Reason No. 5: Stocks enhance portfolio longevity and withdrawal rates. We've talked before about the so-called 4% rule in retirement. It came first from a study in 1994 by a guy named Bill Bengen. It was validated four years later by the so-called Trinity Study, a study by three professors at Trinity University. The study validated that if you take out 4% of your portfolio in your first year of retirement and adjust it for inflation, in all historical periods that has lasted 30 years. That's where that comes from. It would have lasted through the Great Depression, through the crash of the Nifty Fifty in the seventies.

These days, one of the most well-known researchers in withdrawal rates is a guy named Wade Pfau, and he updated the Trinity Study a few years ago with more recent historical information [looking at the returns of stocks and bonds from 1926 to 2014]. He looked at the success rate of different asset allocations for a 30-year retirement; the success rate being after 30 years you still had some money.

If you look at a portfolio that is all bonds and no stocks, you only had a 42% success rate. In other words, if someone retired and just held bonds, in 58% of historical periods, you would have run out of money. What if you add 25% stocks? Well, now your success rate jumps to 87%. It still failed 13%, but you improved. What about if you were 50% stocks, 50% bonds? That's the sweet spot. 100% success rate.

In case you're curious about 75% stocks? A 98% success rate, so still pretty darn good. What's the success rate of someone who retires and holds nothing but stocks? It's 93%, but no one wants to fail, so a 7% fail rate is still something to consider. But the evidence is clear that even retirees should have some stocks and could even stand an allocation up to 65% to 70% of stocks.

Now there's a lot of nuance to safe withdrawal rates, and we're actually going to have Wade as a guest on our show in a few weeks.
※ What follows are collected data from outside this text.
// Copyright (c) 2025 Geoffrey Huntley <ghuntley@ghuntley.com>. All rights reserved.
// SPDX-License-Identifier: Proprietary

//! Configuration error types.

use std::path::PathBuf;

#[derive(Debug, thiserror::Error)]
pub enum ConfigError {
	#[error("Invalid value for {key}: {message}")]
	InvalidValue { key: String, message: String },

	#[error("Failed to parse TOML config at {path}: {source}")]
	TomlParse {
		path: PathBuf,
		#[source]
		source: toml::de::Error,
	},

	#[error("Failed to read config file {path}: {source}")]
	FileRead {
		path: PathBuf,
		#[source]
		source: std::io::Error,
	},

	#[error("Validation error: {0}")]
	Validation(String),

	#[error("Secret loading error: {0}")]
	Secret(#[from] crate::secret_env::SecretEnvError),
}
// Copyright (c) 2025 Geoffrey Huntley <ghuntley@ghuntley.com>. All rights reserved.
// SPDX-License-Identifier: Proprietary

use std::path::PathBuf;

use thiserror::Error;

pub type BackupResult<T> = Result<T, BackupError>;

#[derive(Debug, Error)]
pub enum BackupError {
	#[error("passphrase must be at least {min} characters")]
	WeakPassphrase { min: usize },

	#[error("not a registry backup: {0}")]
	InvalidFormat(String),

	/// Wrong passphrase or a modified file; the two are indistinguishable.
	#[error("backup cannot be decrypted: wrong passphrase or corrupted file")]
	Decryption,

	#[error("key derivation failed: {0}")]
	KeyDerivation(String),

	#[error("encryption failed: {0}")]
	Encryption(String),

	#[error("{0} already exists; pass overwrite to replace it")]
	Exists(PathBuf),

	#[error("backup contains unusable key material: {0}")]
	Keys(#[from] permit_crypto::CryptoError),

	#[error("I/O error at {path}: {source}")]
	Io {
		path: PathBuf,
		#[source]
		source: std::io::Error,
	},

	#[error("database snapshot failed: {0}")]
	Database(#[from] sqlx::Error),

	#[error("serialization error: {0}")]
	Serialization(#[from] serde_json::Error),
}

impl BackupError {
	pub(crate) fn io(path: impl Into<PathBuf>, source: std::io::Error) -> Self {
		BackupError::Io {
			path: path.into(),
			source,
		}
	}
}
He'll give us some other factors for determining the best withdrawal rate for you and how to invest in retirement; but it is clear that regardless of your risk tolerance and regardless of your situation, everyone should own some stocks for the rest of their lives.

The Foolish bottom line, here, is toward the beginning of this episode, we discussed 1987, and that has the distinction of being the year with the worst one-day drop in stock market history. But here's the interesting thing. Despite that drop, stocks still made money that year, because it did so well in the first two-thirds of the year. Before that year, the S&P 500 earned 5.7% including dividends. Since then -- since the end of 1987 -- the S&P 500 has returned 1,970% including reinvested dividends, which would have turned $10,000 into $197,000 over that 32-year period.

So the evidence is clear. As long as the future looks vaguely like the past, buying and holding a well-diversified portfolio of stocks is a clear moneymaking proposition.

Alison Southwick: So, as an "awfulizer," what is your plan? Obviously it's a super-complicated question.

Brokamp: Here's the funny thing, and I think I've mentioned this before. I'm an "awfulizer," so I tend to be conservative with my advice; but with my own portfolio, I'm very aggressive. It would be very conceivable for me to go into retirement with an allocation of 75% stocks. I will definitely follow that rule of having the five-year income cushion, where I put anything I need [absolutely need] out of the stock market for the next five years. But then I can go full stocks after that.